Por supuesto que el retrato verdadero no le interesaba al estafador argentino. Lo que necesitaba era que la noticia del robo de la Mona Lisa recorriera el mundo, para entonces vender a sus potenciales compradores las falsificaciones impecables.
Por lo tanto, para cerrar el triángulo solo le faltaba, un hombre que conociera las rutinas del Louvre y que fuera capaz de cometer el robo, pero también que fuera insignificante y sin demasiadas preguntas. Ese era Vincenzo Peruggia, un carpintero, al que convence con la promesa de una abultada suma, pero agregando argumentos patrióticos: un rico coleccionista italiano -le inventó- deseaba tener a La Gioconda en su tierra, de donde nunca tendría que haber salido. Vincenzo acepta. El domingo 20 de agosto de 1911, entra en el Louvre como un visitante más. Cuando el público empieza a vaciar las salas, se oculta en un pequeño cuarto donde se guardaban herramientas, próximo al salón Carré donde se hallaba el cuadro. Al día siguiente, lunes, con el museo cerrado al público, Vincenzo espera hasta que el guardia de aquél salón deje su puesto para fumar un cigarrillo. Eran las 8 de la mañana y él se había vestido con los amplios guardapolvos que usaban los obreros del Louvre. Sale del escondrijo, va directamente a la Mona Lisa y la arranca de la pared. Corre en silencio hasta las escaleras próximas, despoja a la pintura de su escudo vidriado y de su marco. Oculta la madera de 77 x 53cm bajo su guardapolvo, baja las escaleras, atraviesa el patio interior del Louvre, llega hasta la salida como un trabajador más que culminaba su jornada.
Cuando el guardia vuelve a su ronda, nota el espacio vacío. Pero imagina que la habían llevado para una sesión de fotos. Hacía poco que el museo había inaugurado un estudio fotográfico y la célebre dama de Leonardo era uno de sus modelos mas preciados.

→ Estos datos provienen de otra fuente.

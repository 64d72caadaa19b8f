//! Text helpers shared by the string-based evaluators.

/// Apply the usual answer normalisation: optional trimming, then optional
/// lower-casing.
pub fn normalize(text: &str, case_sensitive: bool, trim_whitespace: bool) -> String {
    let text = if trim_whitespace { text.trim() } else { text };
    if case_sensitive {
        text.to_string()
    } else {
        text.to_lowercase()
    }
}

/// Split a multiple-choice answer on `,` or `;`, dropping blanks.
pub fn split_choices(text: &str) -> Vec<&str> {
    text.split([',', ';'])
        .map(str::trim)
        .filter(|c| !c.is_empty())
        .collect()
}

pub fn word_count(text: &str) -> usize {
    text.split_whitespace().count()
}

pub fn char_count(text: &str) -> usize {
    text.chars().count()
}

/// Format a point value without a trailing `.0` for whole numbers.
pub fn format_points(value: f64) -> String {
    if value.fract() == 0.0 && value.abs() < 1e15 {
        format!("{}", value as i64)
    } else {
        format!("{value:.2}")
    }
}

#[cfg(test)]
mod tests {
    use super::*;

    #[test]
    fn normalizes_case_and_whitespace() {
        assert_eq!(normalize("  Paris ", false, true), "paris");
        assert_eq!(normalize("  Paris ", true, true), "Paris");
        assert_eq!(normalize("  Paris ", true, false), "  Paris ");
    }

    #[test]
    fn splits_on_commas_and_semicolons() {
        assert_eq!(split_choices("A, b;C ,, ;"), vec!["A", "b", "C"]);
        assert!(split_choices("   ").is_empty());
    }

    #[test]
    fn counts_words_and_chars() {
        assert_eq!(word_count("  one two\tthree\n"), 3);
        assert_eq!(char_count("héllo"), 5);
    }

    #[test]
    fn formats_points() {
        assert_eq!(format_points(10.0), "10");
        assert_eq!(format_points(2.5), "2.50");
    }
}
//! Traits Module
//!
//! - [`evaluator`]: the [`RuleEvaluator`](evaluator::RuleEvaluator) strategy
//!   trait every rule type is graded through, and the per-submission
//!   [`EvaluationContext`](evaluator::EvaluationContext) it receives.

pub mod evaluator;
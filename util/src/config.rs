//! Global application configuration manager.
//!
//! `AppConfig` is a lazily initialized, globally accessible singleton containing
//! runtime configuration values loaded from environment variables. It provides
//! thread-safe access and mutation for testing or overrides in runtime environments.

use std::env;
use std::str::FromStr;
use std::sync::{OnceLock, RwLock, RwLockReadGuard};

/// Represents the complete application configuration loaded from environment variables.
#[derive(Debug, Clone)]
pub struct AppConfig {
    pub env: String,
    pub project_name: String,
    pub log_level: String,
    pub log_file: Option<String>,
    pub log_to_stdout: bool,
    /// Worker threads used to grade submissions; `0` means one per available CPU.
    pub grading_workers: usize,
    pub script_timeout_ms: u64,
    pub script_memory_kb: u64,
    pub script_max_steps: u64,
}

/// Lazily-initialized, thread-safe singleton instance of `AppConfig`.
static CONFIG_INSTANCE: OnceLock<RwLock<AppConfig>> = OnceLock::new();

fn parsed_or<T: FromStr>(key: &str, default: T) -> T {
    env::var(key)
        .ok()
        .and_then(|raw| raw.trim().parse().ok())
        .unwrap_or(default)
}

impl Default for AppConfig {
    fn default() -> Self {
        Self {
            env: "development".into(),
            project_name: "gradeflow".into(),
            log_level: "marker=info,code_runner=info".into(),
            log_file: None,
            log_to_stdout: true,
            grading_workers: 0,
            script_timeout_ms: crate::execution_config::default_timeout_ms(),
            script_memory_kb: crate::execution_config::default_memory_kb(),
            script_max_steps: crate::execution_config::default_max_steps(),
        }
    }
}

impl AppConfig {
    /// Loads the configuration from `.env` and environment variables.
    ///
    /// Missing or malformed values fall back to [`AppConfig::default`].
    pub fn from_env() -> Self {
        dotenvy::dotenv().ok();
        let defaults = Self::default();

        Self {
            env: env::var("APP_ENV").unwrap_or(defaults.env),
            project_name: env::var("PROJECT_NAME").unwrap_or(defaults.project_name),
            log_level: env::var("LOG_LEVEL").unwrap_or(defaults.log_level),
            log_file: env::var("LOG_FILE").ok().filter(|f| !f.trim().is_empty()),
            log_to_stdout: env::var("LOG_TO_STDOUT")
                .map(|v| v != "false")
                .unwrap_or(defaults.log_to_stdout),
            grading_workers: parsed_or("GRADING_WORKERS", defaults.grading_workers),
            script_timeout_ms: parsed_or("SCRIPT_TIMEOUT_MS", defaults.script_timeout_ms),
            script_memory_kb: parsed_or("SCRIPT_MEMORY_KB", defaults.script_memory_kb),
            script_max_steps: parsed_or("SCRIPT_MAX_STEPS", defaults.script_max_steps),
        }
    }

    /// Returns a shared reference to the global configuration.
    ///
    /// A poisoned lock is recovered, since the configuration is plain data.
    pub fn global() -> RwLockReadGuard<'static, AppConfig> {
        let lock = CONFIG_INSTANCE.get_or_init(|| RwLock::new(AppConfig::from_env()));
        lock.read().unwrap_or_else(|poisoned| poisoned.into_inner())
    }

    /// Resets the configuration by reloading from environment variables.
    ///
    /// Useful in tests to clear overrides.
    pub fn reset() {
        if let Some(lock) = CONFIG_INSTANCE.get() {
            let mut guard = lock.write().unwrap_or_else(|poisoned| poisoned.into_inner());
            *guard = AppConfig::from_env();
        }
    }

    /// Generic internal setter for any field in the config.
    fn set_field<F>(setter: F)
    where
        F: FnOnce(&mut AppConfig),
    {
        let lock = CONFIG_INSTANCE.get_or_init(|| RwLock::new(AppConfig::from_env()));
        let mut guard = lock.write().unwrap_or_else(|poisoned| poisoned.into_inner());
        setter(&mut guard);
    }

    // --- Per-field setters below ---

    pub fn set_log_level(value: impl Into<String>) {
        AppConfig::set_field(|cfg| cfg.log_level = value.into());
    }

    pub fn set_log_file(value: Option<String>) {
        AppConfig::set_field(|cfg| cfg.log_file = value);
    }

    pub fn set_grading_workers(value: usize) {
        AppConfig::set_field(|cfg| cfg.grading_workers = value);
    }

    pub fn set_script_timeout_ms(value: u64) {
        AppConfig::set_field(|cfg| cfg.script_timeout_ms = value);
    }

    pub fn set_script_memory_kb(value: u64) {
        AppConfig::set_field(|cfg| cfg.script_memory_kb = value);
    }

    pub fn set_script_max_steps(value: u64) {
        AppConfig::set_field(|cfg| cfg.script_max_steps = value);
    }
}

#[cfg(test)]
mod tests {
    use super::*;
    use serial_test::serial;

    fn clear_vars() {
        for key in [
            "GRADING_WORKERS",
            "SCRIPT_TIMEOUT_MS",
            "SCRIPT_MEMORY_KB",
            "SCRIPT_MAX_STEPS",
            "LOG_FILE",
        ] {
            unsafe {
                env::remove_var(key);
            }
        }
    }

    #[test]
    #[serial]
    fn reads_numeric_overrides_from_env() {
        clear_vars();
        unsafe {
            env::set_var("GRADING_WORKERS", "3");
            env::set_var("SCRIPT_TIMEOUT_MS", "1200");
        }
        let cfg = AppConfig::from_env();
        assert_eq!(cfg.grading_workers, 3);
        assert_eq!(cfg.script_timeout_ms, 1200);
        clear_vars();
    }

    #[test]
    #[serial]
    fn malformed_values_fall_back_to_defaults() {
        clear_vars();
        unsafe {
            env::set_var("SCRIPT_MEMORY_KB", "lots");
        }
        let cfg = AppConfig::from_env();
        assert_eq!(cfg.script_memory_kb, AppConfig::default().script_memory_kb);
        clear_vars();
    }

    #[test]
    #[serial]
    fn blank_log_file_is_treated_as_unset() {
        clear_vars();
        unsafe {
            env::set_var("LOG_FILE", "  ");
        }
        assert!(AppConfig::from_env().log_file.is_none());
        clear_vars();
    }

    #[test]
    #[serial]
    fn setters_override_global_until_reset() {
        clear_vars();
        AppConfig::set_grading_workers(7);
        assert_eq!(AppConfig::global().grading_workers, 7);
        AppConfig::reset();
        assert_eq!(AppConfig::global().grading_workers, 0);
    }
}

El martes 22 se reabre el Louvre. Louis Beroud, un copista de obras famosas quiere ocupar con su caballete un lugar frente a La Gioconda. Cuando llega al salón Carré se encuentra con el lugar vacío. Increpa al guardia “¿Dónde se la llevaron? El guardia viendo lo faltante le contesta “Seguramente la llevaron otra vez arriba. La deben estar fotografiando o reparando el marco. Este guardia tampoco avisa nada. A las 11 Beroud exige al guardia que averigüe por tanta demora en volver el cuadro. El hombre accede y luego regresa con el rostro desencajado. “Tampoco está allí”. Entonces si avisa, más de 24 horas después del robo. Llama al capitán de seguridad del Louvre, que inmediatamente informa al Director, quien a su vez lo comunica al Prefecto de la Policía de París y éste a la Sureté.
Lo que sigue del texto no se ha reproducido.